I get it — despite all the warnings about climate change, you or someone you know has big Scrooge McDuck-sized dollar signs in their eyes after realizing a pinch of blockchain is all you need to turn a JPG image into cold hard cash, and now you’re casting about for something — anything — to turn into an NFT while the initial gold rush lasts.
Then, you spot it: something that doesn’t exactly belong to you. You’re not going to sell that, right? And yet that’s kinda what indie game developer Jason Rohrer is attempting to do, according to Kotaku: sell NFT copies of 155 digital paintings that he originally commissioned for his game The Castle Doctrine as individual artworks online. Which… I mean maybe he’s legally got the rights, even though NFTs didn’t exist back then?
Except Rohrer isn’t even trying to pretend they’re his — he credits each artist on his new crypto gallery page, calling them his “personal friends,” and says he’s willing to “share” with them if they “bring in loads of auction money and back-end royalties.”

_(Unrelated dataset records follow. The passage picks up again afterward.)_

//! WebSocket endpoint for the realtime relay.
//!
//! GET /ws?token=<JWT>; the token travels as a query parameter because
//! browsers cannot set headers on an upgrade request.
//!
//! Client to server commands (JSON, `event` + `data`):
//! - `subscribe {orderId?}` joins an order's channels, or the global one
//!   when `orderId` is omitted
//! - `unsubscribe {orderId?}`
//! - `updateDeliveryLocation {orderId, location: {latitude, longitude}}`
//! - `driverLocationUpdate {orderId, latitude, longitude}`
//!
//! Both location forms feed the same relay call. Server → client frames are
//! `{topic, event, data}` with the payloads defined in `realtime::events`.

use std::collections::HashMap;

use axum::{
    extract::{
        Query, State, WebSocketUpgrade,
        ws::{Message, WebSocket},
    },
    response::IntoResponse,
};
use futures::stream::SplitSink;
use futures::{SinkExt, StreamExt};
use serde::{Deserialize, Serialize};
use tokio::sync::{broadcast, mpsc};
use tokio::task::JoinHandle;
use tokio::time::Duration;

use crate::{
    error::AppError,
    middleware::auth::{AuthUser, authenticate_token},
    models::GeoPoint,
    realtime::{OrderEvent, Topic},
    services::delivery_service,
    state::AppState,
};

/// Buffer between topic forwarders and the single socket writer.
const OUTBOUND_BUFFER: usize = 64;

#[derive(Deserialize)]
pub struct WsAuthQuery {
    token: String,
}

#[derive(Debug, Deserialize)]
#[serde(
    tag = "event",
    content = "data",
    rename_all = "camelCase",
    rename_all_fields = "camelCase"
)]
enum ClientCommand {
    Subscribe {
        order_id: Option<i64>,
    },
    Unsubscribe {
        order_id: Option<i64>,
    },
    UpdateDeliveryLocation {
        order_id: i64,
        location: GeoPoint,
    },
    DriverLocationUpdate {
        order_id: i64,
        latitude: f64,
        longitude: f64,
    },
}

#[derive(Debug, Serialize)]
struct ServerEvent<'a> {
    topic: String,
    #[serde(flatten)]
    event: &'a OrderEvent,
}

#[derive(Debug, Serialize)]
#[serde(
    tag = "event",
    content = "data",
    rename_all = "camelCase",
    rename_all_fields = "camelCase"
)]
enum ServerReply {
    Ack { order_id: i64 },
    Error { kind: String, message: String },
}

pub async fn realtime_ws(
    State(state): State<AppState>,
    Query(query): Query<WsAuthQuery>,
    ws: WebSocketUpgrade,
) -> Result<impl IntoResponse, AppError> {
    let user = authenticate_token(&query.token)?;
    Ok(ws.on_upgrade(move |socket| ws_session(socket, state, user)))
}

async fn ws_session(socket: WebSocket, state: AppState, user: AuthUser) {
    let (mut sink, mut stream) = socket.split();

    tracing::info!(user_id = user.user_id, role = %user.role, "websocket connected");

    // Events from all subscribed topics funnel into one outbound channel so
    // the socket has a single writer.
    let (event_tx, mut event_rx) = mpsc::channel::<(Topic, OrderEvent)>(OUTBOUND_BUFFER);
    let mut forwarders: HashMap<Topic, JoinHandle<()>> = HashMap::new();

    let mut ping_interval = tokio::time::interval(Duration::from_secs(30));
    ping_interval.tick().await; // skip immediate

    loop {
        tokio::select! {
            _ = ping_interval.tick() => {
                if sink.send(Message::Ping(Vec::new().into())).await.is_err() {
                    break;
                }
            }

            forwarded = event_rx.recv() => {
                match forwarded {
                    Some((topic, event)) => {
                        let frame = ServerEvent {
                            topic: topic.to_string(),
                            event: &event,
                        };
                        match serde_json::to_string(&frame) {
                            Ok(json) => {
                                if sink.send(Message::Text(json.into())).await.is_err() {
                                    break;
                                }
                            }
                            Err(err) => {
                                tracing::warn!(error = %err, "event serialization failed");
                            }
                        }
                    }
                    None => break,
                }
            }

            incoming = stream.next() => {
                match incoming {
                    Some(Ok(Message::Text(text))) => {
                        handle_command(
                            &text,
                            &state,
                            &user,
                            &event_tx,
                            &mut forwarders,
                            &mut sink,
                        )
                        .await;
                    }
                    Some(Ok(Message::Ping(data))) => {
                        let _ = sink.send(Message::Pong(data)).await;
                    }
                    Some(Ok(Message::Close(_))) | None => break,
                    Some(Err(err)) => {
                        tracing::warn!(error = %err, "websocket error");
                        break;
                    }
                    _ => {} // Binary, Pong: ignore
                }
            }
        }
    }

    // Dropping the forwarders is the implicit unsubscribe on disconnect.
    for handle in forwarders.into_values() {
        handle.abort();
    }
    let _ = sink.close().await;

    tracing::info!(user_id = user.user_id, "websocket disconnected");
}

async fn handle_command(
    text: &str,
    state: &AppState,
    user: &AuthUser,
    event_tx: &mpsc::Sender<(Topic, OrderEvent)>,
    forwarders: &mut HashMap<Topic, JoinHandle<()>>,
    sink: &mut SplitSink<WebSocket, Message>,
) {
    let command: ClientCommand = match serde_json::from_str(text) {
        Ok(c) => c,
        Err(err) => {
            send_reply(
                sink,
                &ServerReply::Error {
                    kind: "invalid_input".into(),
                    message: format!("unrecognized command: {err}"),
                },
            )
            .await;
            return;
        }
    };

    match command {
        ClientCommand::Subscribe { order_id } => {
            for topic in topics_for(order_id) {
                forwarders
                    .entry(topic)
                    .or_insert_with(|| spawn_forwarder(state, topic, event_tx.clone()));
            }
        }

        ClientCommand::Unsubscribe { order_id } => {
            for topic in topics_for(order_id) {
                if let Some(handle) = forwarders.remove(&topic) {
                    handle.abort();
                }
            }
        }

        ClientCommand::UpdateDeliveryLocation { order_id, location } => {
            report(state, user, order_id, location, sink).await;
        }

        // Same relay, legacy field layout.
        ClientCommand::DriverLocationUpdate {
            order_id,
            latitude,
            longitude,
        } => {
            report(state, user, order_id, GeoPoint::new(latitude, longitude), sink).await;
        }
    }
}

async fn report(
    state: &AppState,
    user: &AuthUser,
    order_id: i64,
    point: GeoPoint,
    sink: &mut SplitSink<WebSocket, Message>,
) {
    let reply = match delivery_service::report_location(state, user, order_id, point).await {
        Ok(_) => ServerReply::Ack { order_id },
        Err(err) => ServerReply::Error {
            kind: err.kind().to_string(),
            message: err.to_string(),
        },
    };
    send_reply(sink, &reply).await;
}

async fn send_reply(sink: &mut SplitSink<WebSocket, Message>, reply: &ServerReply) {
    if let Ok(json) = serde_json::to_string(reply) {
        let _ = sink.send(Message::Text(json.into())).await;
    }
}

fn topics_for(order_id: Option<i64>) -> Vec<Topic> {
    match order_id {
        Some(id) => vec![Topic::Delivery(id), Topic::OrderConfirmation(id)],
        None => vec![Topic::Orders],
    }
}

/// Pump one topic's broadcast receiver into the connection's outbound
/// channel. A lagged receiver logs the gap and keeps going; the stream stays
/// subscribed from its current position.
fn spawn_forwarder(
    state: &AppState,
    topic: Topic,
    event_tx: mpsc::Sender<(Topic, OrderEvent)>,
) -> JoinHandle<()> {
    let mut rx = state.hub.subscribe(topic);
    tokio::spawn(async move {
        loop {
            match rx.recv().await {
                Ok(event) => {
                    if event_tx.send((topic, event)).await.is_err() {
                        break; // connection gone
                    }
                }
                Err(broadcast::error::RecvError::Lagged(missed)) => {
                    tracing::warn!(%topic, missed, "subscriber lagged, events dropped");
                }
                Err(broadcast::error::RecvError::Closed) => break,
            }
        }
    })
}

Some of his “friends” were not particularly happy about this level of generosity, according to Kotaku, and you should go read their biting responses in full. Here’s one to start:
Canabalt and Overland developer Adam Saltsman described the NFT auction as a “a lose-lose proposition for me in the short term.” ”Either Jason does more gross public shit using my art, or else I have to like…talk to Jason, and spend some of my life doing that, which also sucks,” Saltsman told Kotaku in an email.
At press time, it’s unclear if Rohrer realizes the irony in continuing to use the phrase “PROTECT WHAT’S YOURS” as his website header image. (He has removed some pieces from the site at the artist’s request, though.)
I have to admit, I’m curious: would you ever buy an NFT from someone who didn’t produce the art? Since an NFT is effectively a digital autograph, I’d much rather own one from the original artist.
Perhaps that’s why no one has yet purchased this famous photo of a famous anonymous 4Chan post about how “literally anything can be art.” Then again, a framed copy of that post once sold for nearly $100,000.